Electric pressure cookers are usually fitted with removable pots, so you can place them on the stovetop for browning or sauteing prior to cooking. These pots are usually made of nonstick aluminum and are likely to be dishwasher-safe (other components must be manually cleaned). The gasket on the lid, in particular, has many crevices that are difficult to clean. Electric pressure cookers are bulkier than stovetop models, so they occupy more counter space, and the cooking pot is usually limited to 6 quarts.

Here are some things to consider before buying a pressure cooker:

  • Consider size and capacity. Pressure cookers range in capacity from 2.5 quarts to more than 40 quarts. Keep in mind that pressure cookers can only be filled up to two-thirds of their capacity. Anything beyond this point can clog the pressure release valve with food particles -- reducing the appliance's efficiency. Pressure cookers that are 10 quarts or larger are suitable for canning.
  • Look for an easy-to-read pressure indicator. This lets you know when the correct cooking pressure is reached and when it's safe to open the lid after cooking. Models that simply emit a gentle spray of steam make it difficult to recognize when the optimal pressure is reached, unless you are familiar with the cooker.

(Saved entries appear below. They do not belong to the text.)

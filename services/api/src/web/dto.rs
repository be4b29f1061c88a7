//! services/api/src/web/dto.rs
//!
//! Request and response payloads of the REST API, and their conversions
//! from the core domain types.

use chrono::{DateTime, Utc};
use educare_core::domain::{
    AuthoredNote, Course, CourseContent, EnrollmentView, FileType, NoteThread, Role, User,
};
use serde::{Deserialize, Serialize};
use utoipa::ToSchema;

//=========================================================================================
// Response Envelope
//=========================================================================================

/// Body of every REST response. `data` is null on failures and on
/// acknowledgements that carry no payload.
#[derive(Serialize, ToSchema, Debug)]
pub struct ApiResponse<T> {
    pub success: bool,
    pub message: String,
    pub data: Option<T>,
}

impl<T> ApiResponse<T> {
    pub fn ok(message: impl Into<String>, data: T) -> Self {
        Self {
            success: true,
            message: message.into(),
            data: Some(data),
        }
    }

    pub fn error(message: impl Into<String>) -> Self {
        Self {
            success: false,
            message: message.into(),
            data: None,
        }
    }
}

impl ApiResponse<()> {
    /// A successful response without a payload.
    pub fn done(message: impl Into<String>) -> Self {
        Self {
            success: true,
            message: message.into(),
            data: None,
        }
    }
}

//=========================================================================================
// Shared Enums
//=========================================================================================

#[derive(Serialize, Deserialize, ToSchema, Debug, Clone, Copy, PartialEq, Eq)]
#[serde(rename_all = "SCREAMING_SNAKE_CASE")]
pub enum RoleDto {
    Teacher,
    Student,
    Admin,
}

impl From<Role> for RoleDto {
    fn from(role: Role) -> Self {
        match role {
            Role::Teacher => RoleDto::Teacher,
            Role::Student => RoleDto::Student,
            Role::Admin => RoleDto::Admin,
        }
    }
}

impl From<RoleDto> for Role {
    fn from(role: RoleDto) -> Self {
        match role {
            RoleDto::Teacher => Role::Teacher,
            RoleDto::Student => Role::Student,
            RoleDto::Admin => Role::Admin,
        }
    }
}

#[derive(Serialize, Deserialize, ToSchema, Debug, Clone, Copy, PartialEq, Eq)]
#[serde(rename_all = "SCREAMING_SNAKE_CASE")]
pub enum FileTypeDto {
    Video,
    Ppt,
    Pdf,
    Doc,
}

impl From<FileType> for FileTypeDto {
    fn from(file_type: FileType) -> Self {
        match file_type {
            FileType::Video => FileTypeDto::Video,
            FileType::Ppt => FileTypeDto::Ppt,
            FileType::Pdf => FileTypeDto::Pdf,
            FileType::Doc => FileTypeDto::Doc,
        }
    }
}

impl From<FileTypeDto> for FileType {
    fn from(file_type: FileTypeDto) -> Self {
        match file_type {
            FileTypeDto::Video => FileType::Video,
            FileTypeDto::Ppt => FileType::Ppt,
            FileTypeDto::Pdf => FileType::Pdf,
            FileTypeDto::Doc => FileType::Doc,
        }
    }
}

//=========================================================================================
// Users
//=========================================================================================

#[derive(Serialize, ToSchema)]
pub struct UserResponse {
    pub id: i64,
    pub name: String,
    pub email: String,
    pub role: RoleDto,
    pub created_at: DateTime<Utc>,
}

impl From<User> for UserResponse {
    fn from(user: User) -> Self {
        Self {
            id: user.id,
            name: user.name,
            email: user.email,
            role: user.role.into(),
            created_at: user.created_at,
        }
    }
}

//=========================================================================================
// Courses and Content
//=========================================================================================

#[derive(Deserialize, ToSchema)]
pub struct AddCourseRequest {
    pub title: String,
    pub description: Option<String>,
    /// Price in minor currency units. Defaults to 0 (free course).
    pub price_cents: Option<i64>,
    #[serde(default)]
    pub is_published: bool,
}

#[derive(Deserialize, ToSchema, Default)]
pub struct UpdateCourseRequest {
    pub title: Option<String>,
    pub description: Option<String>,
    pub price_cents: Option<i64>,
    pub is_published: Option<bool>,
}

#[derive(Serialize, ToSchema)]
pub struct CourseResponse {
    pub id: i64,
    pub teacher_id: i64,
    pub title: String,
    pub description: Option<String>,
    pub price_cents: i64,
    pub is_published: bool,
    pub created_at: DateTime<Utc>,
    pub updated_at: DateTime<Utc>,
}

impl From<Course> for CourseResponse {
    fn from(course: Course) -> Self {
        Self {
            id: course.id,
            teacher_id: course.teacher_id,
            title: course.title,
            description: course.description,
            price_cents: course.price_cents,
            is_published: course.is_published,
            created_at: course.created_at,
            updated_at: course.updated_at,
        }
    }
}

#[derive(Deserialize, ToSchema)]
pub struct AddContentRequest {
    pub title: String,
    pub file_type: FileTypeDto,
    pub file_url: String,
    pub duration_seconds: Option<i32>,
    #[serde(default)]
    pub is_free: bool,
}

#[derive(Deserialize, ToSchema, Default)]
pub struct UpdateContentRequest {
    pub title: Option<String>,
    pub file_type: Option<FileTypeDto>,
    pub file_url: Option<String>,
    pub duration_seconds: Option<i32>,
    pub is_free: Option<bool>,
}

#[derive(Serialize, ToSchema)]
pub struct ContentResponse {
    pub id: i64,
    pub course_id: i64,
    pub title: String,
    pub file_type: FileTypeDto,
    pub file_url: String,
    pub duration_seconds: Option<i32>,
    pub is_free: bool,
    pub created_at: DateTime<Utc>,
}

impl From<CourseContent> for ContentResponse {
    fn from(content: CourseContent) -> Self {
        Self {
            id: content.id,
            course_id: content.course_id,
            title: content.title,
            file_type: content.file_type.into(),
            file_url: content.file_url,
            duration_seconds: content.duration_seconds,
            is_free: content.is_free,
            created_at: content.created_at,
        }
    }
}

#[derive(Serialize, ToSchema)]
pub struct UploadResponse {
    pub file_name: String,
    pub file_url: String,
    pub file_type: FileTypeDto,
}

//=========================================================================================
// Enrollments
//=========================================================================================

#[derive(Deserialize, ToSchema)]
pub struct FreeEnrollmentRequest {
    pub course_id: i64,
    pub student_id: i64,
}

#[derive(Serialize, ToSchema)]
pub struct EnrollmentResponse {
    pub id: i64,
    pub student_id: i64,
    pub student_name: String,
    pub course_id: i64,
    pub course_title: String,
    pub access_granted_by_id: Option<i64>,
    pub access_granted_by_name: Option<String>,
    pub enrolled_at: DateTime<Utc>,
}

impl From<EnrollmentView> for EnrollmentResponse {
    fn from(view: EnrollmentView) -> Self {
        Self {
            id: view.id,
            student_id: view.student_id,
            student_name: view.student_name,
            course_id: view.course_id,
            course_title: view.course_title,
            access_granted_by_id: view.granted_by_id,
            access_granted_by_name: view.granted_by_name,
            enrolled_at: view.enrolled_at,
        }
    }
}

//=========================================================================================
// Notes
//=========================================================================================

#[derive(Deserialize, ToSchema)]
pub struct AddNoteRequest {
    pub course_id: i64,
    pub parent_note_id: Option<i64>,
    pub title: Option<String>,
    pub content: String,
}

#[derive(Deserialize, ToSchema, Default)]
pub struct UpdateNoteRequest {
    pub title: Option<String>,
    pub content: Option<String>,
}

#[derive(Serialize, ToSchema)]
pub struct ReplyResponse {
    pub id: i64,
    pub content: String,
    pub user_id: i64,
    pub user_name: String,
    pub created_at: DateTime<Utc>,
}

impl From<AuthoredNote> for ReplyResponse {
    fn from(reply: AuthoredNote) -> Self {
        Self {
            id: reply.note.id,
            content: reply.note.content,
            user_id: reply.note.author_id,
            user_name: reply.author_name,
            created_at: reply.note.created_at,
        }
    }
}

#[derive(Serialize, ToSchema)]
pub struct NoteResponse {
    pub id: i64,
    pub course_id: i64,
    pub parent_note_id: Option<i64>,
    pub title: Option<String>,
    pub content: String,
    pub user_id: i64,
    pub user_name: String,
    pub created_at: DateTime<Utc>,
    pub updated_at: DateTime<Utc>,
    pub replies: Vec<ReplyResponse>,
}

impl From<NoteThread> for NoteResponse {
    fn from(thread: NoteThread) -> Self {
        let note = thread.root.note;
        Self {
            id: note.id,
            course_id: note.course_id,
            parent_note_id: note.parent_id,
            title: note.title,
            content: note.content,
            user_id: note.author_id,
            user_name: thread.root.author_name,
            created_at: note.created_at,
            updated_at: note.updated_at,
            replies: thread.replies.into_iter().map(ReplyResponse::from).collect(),
        }
    }
}

#[cfg(test)]
mod tests {
    use super::*;
    use chrono::TimeZone;
    use educare_core::domain::Note;

    fn note(id: i64, parent_id: Option<i64>, content: &str) -> Note {
        let at = Utc.with_ymd_and_hms(2025, 1, 1, 12, 0, 0).unwrap();
        Note {
            id,
            course_id: 7,
            author_id: 3,
            parent_id,
            title: parent_id.is_none().then(|| "Question".to_string()),
            content: content.to_string(),
            created_at: at,
            updated_at: at,
        }
    }

    #[test]
    fn envelope_wraps_payloads_and_failures() {
        let ok = serde_json::to_value(ApiResponse::ok("Course found", vec![1, 2])).unwrap();
        assert_eq!(
            ok,
            serde_json::json!({"success": true, "message": "Course found", "data": [1, 2]})
        );

        let failed = serde_json::to_value(ApiResponse::<()>::error("Course 9 not found")).unwrap();
        assert_eq!(
            failed,
            serde_json::json!({"success": false, "message": "Course 9 not found", "data": null})
        );

        let done = serde_json::to_value(ApiResponse::done("Logged out")).unwrap();
        assert_eq!(done["success"], true);
        assert_eq!(done["data"], serde_json::Value::Null);
    }

    #[test]
    fn enums_serialize_in_upper_case() {
        assert_eq!(serde_json::to_string(&RoleDto::Teacher).unwrap(), "\"TEACHER\"");
        assert_eq!(serde_json::to_string(&FileTypeDto::Ppt).unwrap(), "\"PPT\"");
        let parsed: FileTypeDto = serde_json::from_str("\"VIDEO\"").unwrap();
        assert_eq!(FileType::from(parsed), FileType::Video);
    }

    #[test]
    fn content_request_defaults_to_paid() {
        let req: AddContentRequest = serde_json::from_str(
            r#"{"title":"Intro","file_type":"PDF","file_url":"/uploads/intro.pdf"}"#,
        )
        .unwrap();
        assert!(!req.is_free);
        assert!(req.duration_seconds.is_none());
    }

    #[test]
    fn note_thread_flattens_into_response() {
        let thread = NoteThread {
            root: AuthoredNote {
                note: note(1, None, "How do lifetimes work?"),
                author_name: "Sam".to_string(),
            },
            replies: vec![AuthoredNote {
                note: note(2, Some(1), "See chapter 10."),
                author_name: "Tara".to_string(),
            }],
        };

        let json = serde_json::to_value(NoteResponse::from(thread)).unwrap();
        assert_eq!(json["title"], "Question");
        assert_eq!(json["user_name"], "Sam");
        assert_eq!(json["parent_note_id"], serde_json::Value::Null);
        assert_eq!(json["replies"][0]["user_name"], "Tara");
        assert_eq!(json["replies"][0]["content"], "See chapter 10.");
    }
}
//! services/api/src/web/middleware.rs
//!
//! Authentication middleware for protecting routes.

use axum::{
    extract::{Request, State},
    http::{header, HeaderMap, StatusCode},
    middleware::Next,
    response::Response,
};
use educare_core::domain::Caller;
use std::sync::Arc;
use tracing::{error, warn};

use crate::web::rest::{failure, ApiFailure};
use crate::web::state::AppState;

pub const SESSION_COOKIE: &str = "session";

/// Extracts the auth session id from the `session` cookie, falling back to a
/// `Bearer` token in the `Authorization` header for non-browser clients.
pub fn session_id_from_headers(headers: &HeaderMap) -> Option<String> {
    let from_cookie = headers
        .get(header::COOKIE)
        .and_then(|v| v.to_str().ok())
        .and_then(|cookies| {
            cookies.split(';').find_map(|c| {
                c.trim()
                    .strip_prefix(SESSION_COOKIE)
                    .and_then(|rest| rest.strip_prefix('='))
            })
        })
        .filter(|id| !id.is_empty());

    from_cookie
        .or_else(|| {
            headers
                .get(header::AUTHORIZATION)
                .and_then(|v| v.to_str().ok())
                .and_then(|v| v.strip_prefix("Bearer "))
                .map(str::trim)
                .filter(|id| !id.is_empty())
        })
        .map(str::to_string)
}

/// Middleware that validates the auth session and resolves the caller.
///
/// If valid, inserts a `Caller` (user id and role) into request extensions for
/// handlers to use. If invalid or missing, returns 401 Unauthorized with an
/// error envelope.
pub async fn require_auth(
    State(state): State<Arc<AppState>>,
    mut req: Request,
    next: Next,
) -> Result<Response, ApiFailure> {
    // 1. Find the session id
    let auth_session_id = session_id_from_headers(req.headers())
        .ok_or_else(|| failure(StatusCode::UNAUTHORIZED, "Not logged in"))?;

    // 2. Validate auth session in database, get user_id
    let user_id = state
        .db
        .validate_auth_session(&auth_session_id)
        .await
        .map_err(|e| {
            warn!("Rejected auth session: {}", e);
            failure(StatusCode::UNAUTHORIZED, "Session expired or invalid")
        })?;

    // 3. Load the role of the session owner
    let user = state.db.get_user_by_id(user_id).await.map_err(|e| {
        error!("Failed to load user {} for a valid session: {:?}", user_id, e);
        failure(StatusCode::UNAUTHORIZED, "Session expired or invalid")
    })?;

    // 4. Insert the caller into request extensions
    req.extensions_mut().insert(Caller::new(user.id, user.role));

    Ok(next.run(req).await)
}
//! crates/educare_core/src/domain.rs
//!
//! Defines the pure, core data structures for the application.
//! These structs are independent of any database or serialization format.

use crate::ports::PortError;
use chrono::{DateTime, Utc};
use std::fmt;
use std::str::FromStr;

//=========================================================================================
// Identity
//=========================================================================================

/// The role a user account holds. Fixed for the lifetime of an auth session.
#[derive(Debug, Clone, Copy, PartialEq, Eq, Hash)]
pub enum Role {
    Teacher,
    Student,
    Admin,
}

impl Role {
    pub fn as_str(&self) -> &'static str {
        match self {
            Role::Teacher => "TEACHER",
            Role::Student => "STUDENT",
            Role::Admin => "ADMIN",
        }
    }

    /// Teachers and admins see every content item of every course.
    pub fn is_staff(&self) -> bool {
        matches!(self, Role::Teacher | Role::Admin)
    }
}

impl fmt::Display for Role {
    fn fmt(&self, f: &mut fmt::Formatter<'_>) -> fmt::Result {
        f.write_str(self.as_str())
    }
}

impl FromStr for Role {
    type Err = PortError;

    fn from_str(s: &str) -> Result<Self, Self::Err> {
        match s.trim().to_ascii_uppercase().as_str() {
            "TEACHER" => Ok(Role::Teacher),
            "STUDENT" => Ok(Role::Student),
            "ADMIN" => Ok(Role::Admin),
            other => Err(PortError::Validation(format!("Unknown role '{}'", other))),
        }
    }
}

/// The authenticated identity on whose behalf a core operation runs.
/// Passed explicitly into every operation instead of being read from ambient state.
#[derive(Debug, Clone, Copy, PartialEq, Eq)]
pub struct Caller {
    pub user_id: i64,
    pub role: Role,
}

impl Caller {
    pub fn new(user_id: i64, role: Role) -> Self {
        Self { user_id, role }
    }
}

// Represents a user - used throughout app
#[derive(Debug, Clone)]
pub struct User {
    pub id: i64,
    pub name: String,
    pub email: String,
    pub role: Role,
    pub created_at: DateTime<Utc>,
}

// Only used internally for login - contains sensitive data
#[derive(Debug, Clone)]
pub struct UserCredentials {
    pub user_id: i64,
    pub email: String,
    pub hashed_password: String,
    pub role: Role,
}

//=========================================================================================
// Course Catalog
//=========================================================================================

/// A course owned by a single teacher. Prices are integer minor units (cents).
#[derive(Debug, Clone)]
pub struct Course {
    pub id: i64,
    pub teacher_id: i64,
    pub title: String,
    pub description: Option<String>,
    pub price_cents: i64,
    pub is_published: bool,
    pub created_at: DateTime<Utc>,
    pub updated_at: DateTime<Utc>,
}

impl Course {
    /// A zero-price course. All of its content is free.
    pub fn is_free(&self) -> bool {
        self.price_cents == 0
    }
}

#[derive(Debug, Clone, Default)]
pub struct NewCourse {
    pub title: String,
    pub description: Option<String>,
    /// Defaults to zero when absent.
    pub price_cents: Option<i64>,
    pub is_published: bool,
}

/// Partial course update. `None` leaves the field untouched.
#[derive(Debug, Clone, Default)]
pub struct CoursePatch {
    pub title: Option<String>,
    pub description: Option<String>,
    pub price_cents: Option<i64>,
    pub is_published: Option<bool>,
}

impl CoursePatch {
    /// Overwrites the fields of `course` that the patch sets.
    pub fn apply_to(&self, course: &mut Course) {
        if let Some(title) = &self.title {
            course.title = title.clone();
        }
        if let Some(description) = &self.description {
            course.description = Some(description.clone());
        }
        if let Some(price_cents) = self.price_cents {
            course.price_cents = price_cents;
        }
        if let Some(is_published) = self.is_published {
            course.is_published = is_published;
        }
    }
}

//=========================================================================================
// Course Content
//=========================================================================================

#[derive(Debug, Clone, Copy, PartialEq, Eq, Hash)]
pub enum FileType {
    Video,
    Ppt,
    Pdf,
    Doc,
}

impl FileType {
    pub fn as_str(&self) -> &'static str {
        match self {
            FileType::Video => "VIDEO",
            FileType::Ppt => "PPT",
            FileType::Pdf => "PDF",
            FileType::Doc => "DOC",
        }
    }

    /// Classifies an uploaded file by its extension.
    pub fn from_file_name(file_name: &str) -> Option<Self> {
        let (_, ext) = file_name.rsplit_once('.')?;
        match ext.to_ascii_lowercase().as_str() {
            "mp4" | "mov" | "mkv" | "webm" | "avi" => Some(FileType::Video),
            "ppt" | "pptx" => Some(FileType::Ppt),
            "pdf" => Some(FileType::Pdf),
            "doc" | "docx" => Some(FileType::Doc),
            _ => None,
        }
    }
}

impl fmt::Display for FileType {
    fn fmt(&self, f: &mut fmt::Formatter<'_>) -> fmt::Result {
        f.write_str(self.as_str())
    }
}

impl FromStr for FileType {
    type Err = PortError;

    fn from_str(s: &str) -> Result<Self, Self::Err> {
        match s.trim().to_ascii_uppercase().as_str() {
            "VIDEO" => Ok(FileType::Video),
            "PPT" => Ok(FileType::Ppt),
            "PDF" => Ok(FileType::Pdf),
            "DOC" => Ok(FileType::Doc),
            other => Err(PortError::Validation(format!("Unknown file type '{}'", other))),
        }
    }
}

/// A single piece of course material (a video, slide deck, PDF or document).
#[derive(Debug, Clone, PartialEq)]
pub struct CourseContent {
    pub id: i64,
    pub course_id: i64,
    pub title: String,
    pub file_type: FileType,
    pub file_url: String,
    pub duration_seconds: Option<i32>,
    pub is_free: bool,
    pub created_at: DateTime<Utc>,
}

#[derive(Debug, Clone)]
pub struct NewContent {
    pub title: String,
    pub file_type: FileType,
    pub file_url: String,
    pub duration_seconds: Option<i32>,
    pub is_free: bool,
}

#[derive(Debug, Clone, Default)]
pub struct ContentPatch {
    pub title: Option<String>,
    pub file_type: Option<FileType>,
    pub file_url: Option<String>,
    pub duration_seconds: Option<i32>,
    pub is_free: Option<bool>,
}

//=========================================================================================
// Enrollments and Payments
//=========================================================================================

/// Teacher-granted free access of one student to one course.
#[derive(Debug, Clone)]
pub struct Enrollment {
    pub id: i64,
    pub student_id: i64,
    pub course_id: i64,
    /// The granting teacher. Only they may revoke the enrollment.
    pub granted_by: Option<i64>,
    pub enrolled_at: DateTime<Utc>,
}

/// Read projection of an enrollment with display names resolved.
#[derive(Debug, Clone)]
pub struct EnrollmentView {
    pub id: i64,
    pub student_id: i64,
    pub student_name: String,
    pub course_id: i64,
    pub course_title: String,
    pub granted_by_id: Option<i64>,
    pub granted_by_name: Option<String>,
    pub enrolled_at: DateTime<Utc>,
}

#[derive(Debug, Clone, Copy, PartialEq, Eq)]
pub enum PaymentStatus {
    Created,
    Success,
    Failed,
    Refunded,
}

impl PaymentStatus {
    pub fn as_str(&self) -> &'static str {
        match self {
            PaymentStatus::Created => "CREATED",
            PaymentStatus::Success => "SUCCESS",
            PaymentStatus::Failed => "FAILED",
            PaymentStatus::Refunded => "REFUNDED",
        }
    }
}

//=========================================================================================
// Notes
//=========================================================================================

/// A discussion note. `parent_id == None` marks a top-level note.
#[derive(Debug, Clone, PartialEq)]
pub struct Note {
    pub id: i64,
    pub course_id: i64,
    pub author_id: i64,
    pub parent_id: Option<i64>,
    pub title: Option<String>,
    pub content: String,
    pub created_at: DateTime<Utc>,
    pub updated_at: DateTime<Utc>,
}

#[derive(Debug, Clone)]
pub struct NewNote {
    pub course_id: i64,
    pub parent_id: Option<i64>,
    pub title: Option<String>,
    pub content: String,
}

#[derive(Debug, Clone, Default)]
pub struct NotePatch {
    pub title: Option<String>,
    pub content: Option<String>,
}

#[derive(Debug, Clone)]
pub struct AuthoredNote {
    pub note: Note,
    pub author_name: String,
}

/// A note with its direct replies. Deeper replies are not expanded.
#[derive(Debug, Clone)]
pub struct NoteThread {
    pub root: AuthoredNote,
    pub replies: Vec<AuthoredNote>,
}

  • Opt for stainless steel. Although aluminum stovetop pressure cookers cost less, stainless steel is longer lasting. In addition, aluminum may react with acidic substances (like tomato sauce) and produce an off-flavor.
  • Examine safety features. Pressure cookers with locking lids and a safety release valve are less likely to explode from high pressure. As an added bonus, some models have a quick-release valve, which can release pressure in a matter of minutes. Models without this feature must be held under running cold water to reduce pressure.
  • Add flexibility with a low-pressure setting. Most pressure cookers cook at 15 pounds of pressure per square inch (psi), but a pressure cooker with a low setting can cook more delicate foods, such as fish and vegetables.